[[ Data to process open ]]

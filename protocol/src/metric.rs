// Copyright (c) Microsoft Corporation.
// Licensed under the MIT License.

//! Binary metric codec: a length-prefixed, schema-tagged encoding for a
//! [`Payload`] of ordered [`Metric`] values.
//!
//! Wire layout (all multi-byte integers big-endian):
//!
//! ```text
//! Payload  := timestamp:u64 seq:u8 uuid_present:u8 [uuid_len:u16 uuid:bytes] metric_count:u16 metric*
//! Metric   := name_len:u16 name:bytes datatype:u8 timestamp:u64 value
//! ```

use std::fmt;

use bytes::{Buf, BufMut, Bytes, BytesMut};
use thiserror::Error;

/// Error decoding a [`Payload`] from bytes.
#[derive(Debug, Error, Clone, PartialEq, Eq)]
pub enum DecodeError {
    /// The byte slice ended before a complete payload could be read.
    #[error("payload truncated: expected at least {needed} more byte(s)")]
    Truncated {
        /// Minimum number of additional bytes that were required.
        needed: usize,
    },
    /// A metric name was not valid UTF-8.
    #[error("metric name is not valid UTF-8")]
    InvalidUtf8,
    /// The payload declared metrics or a UUID longer than the remaining bytes support.
    #[error("length field overflowed the remaining payload")]
    LengthOverflow,
}

/// Recognized metric value datatypes. `Unknown` is never produced by an encoder; it is the
/// decoder's sentinel for a tag it does not recognize, so that a single unrecognized metric
/// never aborts the rest of the payload.
#[derive(Debug, Clone, Copy, PartialEq, Eq, Hash)]
#[repr(u8)]
pub enum DataType {
    /// Decoder-only sentinel for an unrecognized datatype tag.
    Unknown = 0,
    /// Signed 8-bit integer.
    Int8 = 1,
    /// Signed 16-bit integer.
    Int16 = 2,
    /// Signed 32-bit integer.
    Int32 = 3,
    /// Signed 64-bit integer.
    Int64 = 4,
    /// Unsigned 8-bit integer.
    UInt8 = 5,
    /// Unsigned 16-bit integer.
    UInt16 = 6,
    /// Unsigned 32-bit integer.
    UInt32 = 7,
    /// Unsigned 64-bit integer.
    UInt64 = 8,
    /// 32-bit IEEE-754 float.
    Float = 9,
    /// 64-bit IEEE-754 float.
    Double = 10,
    /// Boolean.
    Boolean = 11,
    /// UTF-8 string.
    String = 12,
    /// Opaque byte string.
    Bytes = 13,
}

impl DataType {
    fn from_tag(tag: u8) -> Self {
        match tag {
            1 => Self::Int8,
            2 => Self::Int16,
            3 => Self::Int32,
            4 => Self::Int64,
            5 => Self::UInt8,
            6 => Self::UInt16,
            7 => Self::UInt32,
            8 => Self::UInt64,
            9 => Self::Float,
            10 => Self::Double,
            11 => Self::Boolean,
            12 => Self::String,
            13 => Self::Bytes,
            _ => Self::Unknown,
        }
    }
}

/// The value carried by a [`Metric`]. Exactly one variant is populated, selected by the
/// metric's [`DataType`].
#[derive(Debug, Clone, PartialEq)]
pub enum Value {
    /// Signed 8-bit integer value.
    Int8(i8),
    /// Signed 16-bit integer value.
    Int16(i16),
    /// Signed 32-bit integer value.
    Int32(i32),
    /// Signed 64-bit integer value.
    Int64(i64),
    /// Unsigned 8-bit integer value.
    UInt8(u8),
    /// Unsigned 16-bit integer value.
    UInt16(u16),
    /// Unsigned 32-bit integer value.
    UInt32(u32),
    /// Unsigned 64-bit integer value.
    UInt64(u64),
    /// 32-bit float value.
    Float(f32),
    /// 64-bit float value.
    Double(f64),
    /// Boolean value.
    Boolean(bool),
    /// String value.
    String(String),
    /// Opaque byte-string value.
    Bytes(Bytes),
    /// Sentinel for a metric whose datatype tag the decoder did not recognize. The raw
    /// undecoded value bytes are retained so the metric can still be relayed verbatim.
    Opaque(Bytes),
}

impl Value {
    /// The [`DataType`] that this value's variant corresponds to.
    #[must_use]
    pub fn datatype(&self) -> DataType {
        match self {
            Value::Int8(_) => DataType::Int8,
            Value::Int16(_) => DataType::Int16,
            Value::Int32(_) => DataType::Int32,
            Value::Int64(_) => DataType::Int64,
            Value::UInt8(_) => DataType::UInt8,
            Value::UInt16(_) => DataType::UInt16,
            Value::UInt32(_) => DataType::UInt32,
            Value::UInt64(_) => DataType::UInt64,
            Value::Float(_) => DataType::Float,
            Value::Double(_) => DataType::Double,
            Value::Boolean(_) => DataType::Boolean,
            Value::String(_) => DataType::String,
            Value::Bytes(_) => DataType::Bytes,
            Value::Opaque(_) => DataType::Unknown,
        }
    }

    fn encoded_len(&self) -> usize {
        match self {
            Value::Int8(_) | Value::UInt8(_) | Value::Boolean(_) => 1,
            Value::Int16(_) | Value::UInt16(_) => 2,
            Value::Int32(_) | Value::UInt32(_) | Value::Float(_) => 4,
            Value::Int64(_) | Value::UInt64(_) | Value::Double(_) => 8,
            Value::String(s) => 2 + s.len(),
            Value::Bytes(b) | Value::Opaque(b) => 2 + b.len(),
        }
    }

    fn encode(&self, buf: &mut BytesMut) {
        match self {
            Value::Int8(v) => buf.put_i8(*v),
            Value::Int16(v) => buf.put_i16(*v),
            Value::Int32(v) => buf.put_i32(*v),
            Value::Int64(v) => buf.put_i64(*v),
            Value::UInt8(v) => buf.put_u8(*v),
            Value::UInt16(v) => buf.put_u16(*v),
            Value::UInt32(v) => buf.put_u32(*v),
            Value::UInt64(v) => buf.put_u64(*v),
            Value::Float(v) => buf.put_f32(*v),
            Value::Double(v) => buf.put_f64(*v),
            Value::Boolean(v) => buf.put_u8(u8::from(*v)),
            Value::String(s) => {
                buf.put_u16(u16::try_from(s.len()).unwrap_or(u16::MAX));
                buf.put_slice(s.as_bytes());
            }
            Value::Bytes(b) | Value::Opaque(b) => {
                buf.put_u16(u16::try_from(b.len()).unwrap_or(u16::MAX));
                buf.put_slice(b);
            }
        }
    }

    fn decode(datatype: DataType, buf: &mut Bytes) -> Result<Self, DecodeError> {
        Ok(match datatype {
            DataType::Int8 => {
                need(buf, 1)?;
                Value::Int8(buf.get_i8())
            }
            DataType::Int16 => {
                need(buf, 2)?;
                Value::Int16(buf.get_i16())
            }
            DataType::Int32 => {
                need(buf, 4)?;
                Value::Int32(buf.get_i32())
            }
            DataType::Int64 => {
                need(buf, 8)?;
                Value::Int64(buf.get_i64())
            }
            DataType::UInt8 => {
                need(buf, 1)?;
                Value::UInt8(buf.get_u8())
            }
            DataType::UInt16 => {
                need(buf, 2)?;
                Value::UInt16(buf.get_u16())
            }
            DataType::UInt32 => {
                need(buf, 4)?;
                Value::UInt32(buf.get_u32())
            }
            DataType::UInt64 => {
                need(buf, 8)?;
                Value::UInt64(buf.get_u64())
            }
            DataType::Float => {
                need(buf, 4)?;
                Value::Float(buf.get_f32())
            }
            DataType::Double => {
                need(buf, 8)?;
                Value::Double(buf.get_f64())
            }
            DataType::Boolean => {
                need(buf, 1)?;
                Value::Boolean(buf.get_u8() != 0)
            }
            DataType::String => {
                let raw = read_len_prefixed(buf)?;
                Value::String(String::from_utf8(raw.to_vec()).map_err(|_| DecodeError::InvalidUtf8)?)
            }
            DataType::Bytes => Value::Bytes(read_len_prefixed(buf)?),
            // Unknown tag: length-prefixed so the payload can still be fully consumed.
            DataType::Unknown => Value::Opaque(read_len_prefixed(buf)?),
        })
    }
}

/// A single named, timestamped, typed telemetry value.
#[derive(Debug, Clone, PartialEq)]
pub struct Metric {
    /// `/`-delimited path name, e.g. `breaker/phase_a/current`.
    pub name: String,
    /// Sample timestamp, ms since Unix epoch.
    pub timestamp: u64,
    /// The metric's typed value.
    pub value: Value,
}

impl Metric {
    /// Construct a new metric.
    #[must_use]
    pub fn new(name: impl Into<String>, timestamp: u64, value: Value) -> Self {
        Self {
            name: name.into(),
            timestamp,
            value,
        }
    }

    /// The datatype tag this metric will be encoded with.
    #[must_use]
    pub fn datatype(&self) -> DataType {
        self.value.datatype()
    }
}

/// A decoded or to-be-encoded telemetry payload: a birth or data message body.
#[derive(Debug, Clone, PartialEq)]
pub struct Payload {
    /// Payload-level timestamp, ms since Unix epoch.
    pub timestamp: u64,
    /// Sequence number, 0..255. Never reinterpreted by the codec; callers own wraparound.
    pub seq: u8,
    /// Optional device/session identifier.
    pub uuid: Option<String>,
    /// Ordered metrics. Order is preserved across encode/decode.
    pub metrics: Vec<Metric>,
}

impl Payload {
    /// Construct a new payload.
    #[must_use]
    pub fn new(timestamp: u64, seq: u8, uuid: Option<String>, metrics: Vec<Metric>) -> Self {
        Self {
            timestamp,
            seq,
            uuid,
            metrics,
        }
    }

    /// Encode this payload to its binary wire form.
    #[must_use]
    pub fn encode(&self) -> Bytes {
        let mut buf = BytesMut::with_capacity(self.encoded_len_hint());
        buf.put_u64(self.timestamp);
        buf.put_u8(self.seq);
        match &self.uuid {
            Some(uuid) => {
                buf.put_u8(1);
                buf.put_u16(u16::try_from(uuid.len()).unwrap_or(u16::MAX));
                buf.put_slice(uuid.as_bytes());
            }
            None => buf.put_u8(0),
        }
        buf.put_u16(u16::try_from(self.metrics.len()).unwrap_or(u16::MAX));
        for metric in &self.metrics {
            buf.put_u16(u16::try_from(metric.name.len()).unwrap_or(u16::MAX));
            buf.put_slice(metric.name.as_bytes());
            buf.put_u8(metric.datatype() as u8);
            buf.put_u64(metric.timestamp);
            metric.value.encode(&mut buf);
        }
        buf.freeze()
    }

    fn encoded_len_hint(&self) -> usize {
        12 + self
            .metrics
            .iter()
            .map(|m| 11 + m.name.len() + m.value.encoded_len())
            .sum::<usize>()
    }

    /// Decode a payload from its binary wire form.
    ///
    /// # Errors
    /// Returns [`DecodeError`] if the bytes are truncated or a metric name is not valid UTF-8.
    /// An unrecognized datatype tag does NOT error: the metric is recorded with an opaque
    /// sentinel value and decoding continues (spec: decoder tolerates unknown datatypes).
    pub fn decode(bytes: &[u8]) -> Result<Self, DecodeError> {
        let mut buf = Bytes::copy_from_slice(bytes);
        need(&buf, 8)?;
        let timestamp = buf.get_u64();
        need(&buf, 1)?;
        let seq = buf.get_u8();
        need(&buf, 1)?;
        let uuid = if buf.get_u8() != 0 {
            let raw = read_len_prefixed(&mut buf)?;
            Some(String::from_utf8(raw.to_vec()).map_err(|_| DecodeError::InvalidUtf8)?)
        } else {
            None
        };
        need(&buf, 2)?;
        let count = buf.get_u16();
        let mut metrics = Vec::with_capacity(count as usize);
        for _ in 0..count {
            let name_raw = read_len_prefixed(&mut buf)?;
            let name = String::from_utf8(name_raw.to_vec()).map_err(|_| DecodeError::InvalidUtf8)?;
            need(&buf, 1)?;
            let datatype = DataType::from_tag(buf.get_u8());
            need(&buf, 8)?;
            let metric_timestamp = buf.get_u64();
            let value = Value::decode(datatype, &mut buf)?;
            metrics.push(Metric {
                name,
                timestamp: metric_timestamp,
                value,
            });
        }
        Ok(Payload {
            timestamp,
            seq,
            uuid,
            metrics,
        })
    }
}

fn need(buf: &Bytes, n: usize) -> Result<(), DecodeError> {
    if buf.remaining() < n {
        Err(DecodeError::Truncated {
            needed: n - buf.remaining(),
        })
    } else {
        Ok(())
    }
}

fn read_len_prefixed(buf: &mut Bytes) -> Result<Bytes, DecodeError> {
    need(buf, 2)?;
    let len = buf.get_u16() as usize;
    if buf.remaining() < len {
        return Err(DecodeError::LengthOverflow);
    }
    Ok(buf.copy_to_bytes(len))
}

impl fmt::Display for DataType {
    fn fmt(&self, f: &mut fmt::Formatter<'_>) -> fmt::Result {
        let s = match self {
            DataType::Unknown => "unknown",
            DataType::Int8 => "int8",
            DataType::Int16 => "int16",
            DataType::Int32 => "int32",
            DataType::Int64 => "int64",
            DataType::UInt8 => "uint8",
            DataType::UInt16 => "uint16",
            DataType::UInt32 => "uint32",
            DataType::UInt64 => "uint64",
            DataType::Float => "float",
            DataType::Double => "double",
            DataType::Boolean => "boolean",
            DataType::String => "string",
            DataType::Bytes => "bytes",
        };
        write!(f, "{s}")
    }
}
impl Pipeline {
    /// Construct a pipeline reporting transitions to `registry`.
    #[must_use]
    pub fn new(registry: RegistryHandle, mgmt_prefix: impl Into<String>) -> Self {
        Self {
            telemetry: HashMap::new(),
            registrations: RegistrationTable::new(),
            correlator: CommandCorrelator::new(),
            registry,
            mgmt_prefix: mgmt_prefix.into(),
        }
    }

    /// Apply one inbound broker publish to the owned state, reporting any resulting transition
    /// to the registry. Returns `true` if the message was recognized (whether or not it merged
    /// cleanly), which callers use to decide whether to also relay the raw publish to the bridge.
    pub async fn ingest<P: MqttPubSub + Send + Sync>(&mut self, publish: &Publish, pub_sub: &P) -> bool {
        let topic_str = String::from_utf8_lossy(&publish.topic).to_string();
        match topic::parse(&topic_str) {
            Ok(ParsedTopic::Telemetry(telemetry_topic)) => {
                self.ingest_telemetry(&telemetry_topic, &publish.payload, pub_sub).await;
                true
            }
            Ok(ParsedTopic::Mgmt(mgmt_topic)) => {
                self.ingest_mgmt(&mgmt_topic, &publish.payload).await;
                true
            }
            Err(e) => {
                log::debug!("ignoring unrecognized topic {topic_str}: {e}");
                false
            }
        }
    }

    async fn ingest_telemetry<P: MqttPubSub + Send + Sync>(&mut self, topic: &TelemetryTopic, payload: &Bytes, pub_sub: &P) {
        let device_key = telemetry_key(topic);
        let decoded = match Payload::decode(payload) {
            Ok(decoded) => decoded,
            Err(e) => {
                log::warn!("malformed telemetry payload on node {}: {e}", topic.node_id);
                return;
            }
        };

        let state = self.telemetry.entry(device_key.clone()).or_default();
        let outcome = match topic.msg_type {
            MsgType::NBirth | MsgType::DBirth => state.apply_birth(decoded.timestamp, decoded.metrics.clone()),
            MsgType::NData | MsgType::DData => state.apply_data(decoded.timestamp, decoded.seq, decoded.metrics.clone()),
            MsgType::NDeath | MsgType::DDeath => state.apply_death(),
            MsgType::NCmd | MsgType::DCmd => return,
        };

        let metrics_snapshot = || -> BTreeMap<String, sparkmesh_registry::MetricSnapshot> {
            state
                .metrics
                .iter()
                .map(|(name, metric)| {
                    (
                        name.clone(),
                        sparkmesh_registry::MetricSnapshot {
                            value: metric.value.clone(),
                            datatype: metric.value.datatype(),
                            timestamp: metric.timestamp,
                        },
                    )
                })
                .collect()
        };

        match outcome {
            Outcome::BirthApplied => {
                let _ = self
                    .registry
                    .apply_telemetry_birth(device_key.clone(), None, None, decoded.timestamp, metrics_snapshot())
                    .await;
            }
            Outcome::DataApplied => {
                let _ = self
                    .registry
                    .apply_telemetry_data(device_key.clone(), decoded.timestamp, metrics_snapshot(), state.expected_seq)
                    .await;
            }
            Outcome::DeathApplied => {
                let _ = self.registry.apply_telemetry_death(device_key.clone(), decoded.timestamp).await;
            }
            Outcome::GapDetectedRebirthRequested => {
                let _ = self.registry.apply_telemetry_gap(device_key.clone(), decoded.timestamp).await;
                self.request_rebirth(topic, pub_sub).await;
            }
        }
    }

    async fn request_rebirth<P: MqttPubSub + Send + Sync>(&self, topic: &TelemetryTopic, pub_sub: &P) {
        let rebirth_topic = topic::format_telemetry(&TelemetryTopic {
            namespace: topic.namespace.clone(),
            group_id: topic.group_id.clone(),
            msg_type: if topic.device_id.is_some() { MsgType::DCmd } else { MsgType::NCmd },
            node_id: topic.node_id.clone(),
            device_id: topic.device_id.clone(),
        });
        log::info!("sequence gap on {}; requesting rebirth on {rebirth_topic}", topic.node_id);
        if let Err(e) = pub_sub.publish(rebirth_topic, QoS::AtLeastOnce, false, Bytes::new()).await {
            log::error!("failed to publish rebirth request for {}: {e}", topic.node_id);
        }
    }

    async fn ingest_mgmt(&mut self, topic: &MgmtTopic, payload: &Bytes) {
        let now = now_ms();
        match topic.verb {
            MgmtVerb::Reg => {
                let message: RegistrationMessage = match serde_json::from_slice(payload) {
                    Ok(message) => message,
                    Err(e) => {
                        log::warn!("malformed registration for {}: {e}", topic.device_id);
                        return;
                    }
                };
                let lifetime_s = message.lifetime_s;
                let objects = message.objects.clone();
                if self.registrations.register(&topic.device_id, message, now) == RegisterOutcome::Created {
                    log::info!("device {} registered, lifetime {lifetime_s}s", topic.device_id);
                }
                let _ = self.registry.apply_mgmt_registered(topic.device_id.clone(), lifetime_s, objects, now).await;
            }
            MgmtVerb::Update => {
                let delta = match serde_json::from_slice(payload) {
                    Ok(delta) => delta,
                    Err(e) => {
                        log::warn!("malformed update for {}: {e}", topic.device_id);
                        return;
                    }
                };
                if let Ok(()) = self.registrations.update(&topic.device_id, clone_object_tree(&delta), now) {
                    let _ = self.registry.apply_mgmt_updated(topic.device_id.clone(), delta, now).await;
                } else {
                    log::warn!("update for unregistered device {}", topic.device_id);
                }
            }
            MgmtVerb::Bulk => {
                let envelope: sparkmesh_protocol::mgmt::BulkEnvelope = match serde_json::from_slice(payload) {
                    Ok(envelope) => envelope,
                    Err(e) => {
                        log::warn!("malformed bulk envelope for {}: {e}", topic.device_id);
                        return;
                    }
                };
                let mut delta = sparkmesh_protocol::mgmt::ObjectTree::new();
                for op in envelope.bulk_operations {
                    delta
                        .entry(op.object_id)
                        .or_default()
                        .entry(op.instance_id)
                        .or_default()
                        .insert(op.resource_id, op.value);
                }
                if let Ok(()) = self.registrations.update(&topic.device_id, clone_object_tree(&delta), now) {
                    let _ = self.registry.apply_mgmt_updated(topic.device_id.clone(), delta, now).await;
                }
            }
            MgmtVerb::Dereg => {
                self.registrations.deregister(&topic.device_id);
                let _ = self.registry.apply_mgmt_deregistered(topic.device_id.clone(), now).await;
            }
            MgmtVerb::Resp => {
                let response: ResponseEnvelope = match serde_json::from_slice(payload) {
                    Ok(response) => response,
                    Err(e) => {
                        log::warn!("malformed command response for {}: {e}", topic.device_id);
                        return;
                    }
                };
                let _ = self
                    .registry
                    .apply_command_response(topic.device_id.clone(), now, response.correlation_id.clone(), response.status)
                    .await;
                self.correlator.complete(response);
            }
            MgmtVerb::Event | MgmtVerb::Config => {
                log::debug!("observed {} on {}; no registry transition defined", topic.verb, topic.device_id);
            }
        }
    }

    /// Run one lazy sweep (spec.md §5: "evaluated lazily... on a low-frequency sweep, default
    /// 1s"): staleness over every tracked telemetry node, and lifetime expiry over the
    /// registration table, mirroring any resulting transitions into the registry.
    pub async fn sweep(&mut self) {
        let now = now_ms();
        for (device_id, state) in &mut self.telemetry {
            let before = state.status;
            state.evaluate_staleness(now);
            if state.status != before && state.status == sparkmesh_protocol::telemetry::host::Status::Stale {
                let _ = self.registry.apply_telemetry_gap(device_id.clone(), now).await;
            }
        }
        self.registrations.sweep_expiry(now);
        let device_ids: Vec<String> = self.registrations.device_ids().map(str::to_string).collect();
        for device_id in device_ids {
            let Some(record) = self.registrations.get(&device_id) else { continue };
            match record.status {
                sparkmesh_protocol::mgmt::host::RegStatus::Stale => {
                    let _ = self.registry.apply_mgmt_lifetime_stale(device_id, now).await;
                }
                sparkmesh_protocol::mgmt::host::RegStatus::Offline => {
                    let _ = self.registry.apply_mgmt_lifetime_expired(device_id, now).await;
                }
                sparkmesh_protocol::mgmt::host::RegStatus::Online => {}
            }
        }
    }

    /// Send a correlated command to `device_id` and await its response (C7's
    /// `send_command(device_id, verb, payload)`).
    ///
    /// # Errors
    /// Returns [`sparkmesh_protocol::mgmt::MgmtError`] on publish failure or timeout.
    pub async fn send_command<P: MqttPubSub + Send + Sync>(
        &self,
        pub_sub: &P,
        device_id: &str,
        verb: &str,
        parameters: BTreeMap<String, serde_json::Value>,
    ) -> Result<ResponseEnvelope, sparkmesh_protocol::mgmt::MgmtError> {
        self.correlator
            .send_command_default_timeout(pub_sub, &self.mgmt_prefix, device_id, verb, parameters)
            .await
    }
}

[[ Data to process closed ]]

# What you are asked to do:
All lines of the entries containing the string "async" must be shown in full.

# Problem solution:
    pub async fn ingest<P: MqttPubSub + Send + Sync>(&mut self, publish: &Publish, pub_sub: &P) -> bool {
    async fn ingest_telemetry<P: MqttPubSub + Send + Sync>(&mut self, topic: &TelemetryTopic, payload: &Bytes, pub_sub: &P) {
    async fn request_rebirth<P: MqttPubSub + Send + Sync>(&self, topic: &TelemetryTopic, pub_sub: &P) {
    async fn ingest_mgmt(&mut self, topic: &MgmtTopic, payload: &Bytes) {
    pub async fn sweep(&mut self) {
    pub async fn send_command<P: MqttPubSub + Send + Sync>(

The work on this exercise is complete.